Herrmann Esther, Melis Alicia P, Tomasello Michael
Max Planck Institute for Evolutionary Anthropology, Deutscher Platz 6, 04103 Leipzig, Germany.
Anim Cogn. 2006 Apr;9(2):118-30. doi: 10.1007/s10071-005-0013-4. Epub 2006 Jan 5.
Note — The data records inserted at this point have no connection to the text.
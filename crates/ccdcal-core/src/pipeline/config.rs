use serde::{Deserialize, Serialize};

use crate::camera::Camera;
use crate::error::{CalibrationError, Result};
use crate::group::GroupingMode;
use crate::noise::Reduction;
use crate::ptc::PtcConfig;

/// Everything the calibration pipeline needs besides the frames.
///
/// Passed explicitly into every run; there is no global configuration.
#[derive(Clone, Debug, Default, PartialEq, Serialize, Deserialize)]
pub struct CalibrationConfig {
    /// Grouping mode; also selects the noise estimator.
    #[serde(default)]
    pub grouping: GroupingMode,
    #[serde(default)]
    pub reduction: Reduction,
    #[serde(default)]
    pub ptc: PtcConfig,
}

impl CalibrationConfig {
    /// Defaults, saturating at the full scale of `camera`'s ADC.
    pub fn for_camera(camera: &Camera) -> Self {
        let mut config = Self::default();
        config.ptc.saturation_level = camera.saturation_level();
        config
    }

    /// Parse a TOML config. A file that does not set `ptc.saturation_level`
    /// gets the full scale of `camera`'s ADC.
    pub fn from_toml_for_camera(text: &str, camera: &Camera) -> Result<Self> {
        let table: toml::Table =
            toml::from_str(text).map_err(|e| CalibrationError::Config(e.to_string()))?;
        let mut config: Self =
            toml::from_str(text).map_err(|e| CalibrationError::Config(e.to_string()))?;

        let sets_level = table
            .get("ptc")
            .and_then(|ptc| ptc.get("saturation_level"))
            .is_some();
        if !sets_level {
            config.ptc.saturation_level = camera.saturation_level();
        }
        Ok(config)
    }

    pub fn validate(&self) -> Result<()> {
        self.ptc.validate()
    }
}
In previous studies great apes have shown little ability to locate hidden food using a physical marker placed by a human directly on the target location. In this study, we hypothesized that the perceptual similarity between an iconic cue and the hidden reward (baited container) would help apes to infer the location of the food. In the first two experiments, we found that if an iconic cue is given in addition to a spatial/indexical cue - e.g., picture or replica of a banana placed on the target location - apes (chimpanzees, bonobos, orangutans, gorillas) as a group performed above chance. However, we also found in two further experiments that when iconic cues were given on their own without spatial/indexical information (iconic cue held up by human with no diagnostic spatial/indexical information), the apes were back to chance performance. Our overall conclusion is that although iconic information helps apes in the process of searching hidden food, the poor performance found in the last two experiments is due to apes' lack of understanding of the informative (cooperative) communicative intention of the experimenter.
在以往的研究中,大型猿类几乎没有能力利用人类直接放置在目标位置的物理标记来找到隐藏的食物。在本研究中,我们假设标志性线索与隐藏奖励(诱饵容器)之间的感知相似性将有助于猿类推断食物的位置。在前两个实验中,我们发现,如果除了空间/索引线索之外还给出一个标志性线索——例如,放置在目标位置的香蕉图片或复制品——猿类(黑猩猩、倭黑猩猩、猩猩、大猩猩)作为一个群体的表现高于随机水平。然而,我们在另外两个实验中还发现,当仅给出标志性线索而没有空间/索引信息时(人类举起标志性线索且没有诊断性的空间/索引信息),猿类的表现又回到了随机水平。我们的总体结论是,虽然标志性信息在猿类寻找隐藏食物的过程中有所帮助,但后两个实验中发现的不佳表现是由于猿类缺乏对实验者信息性(合作性)交流意图的理解。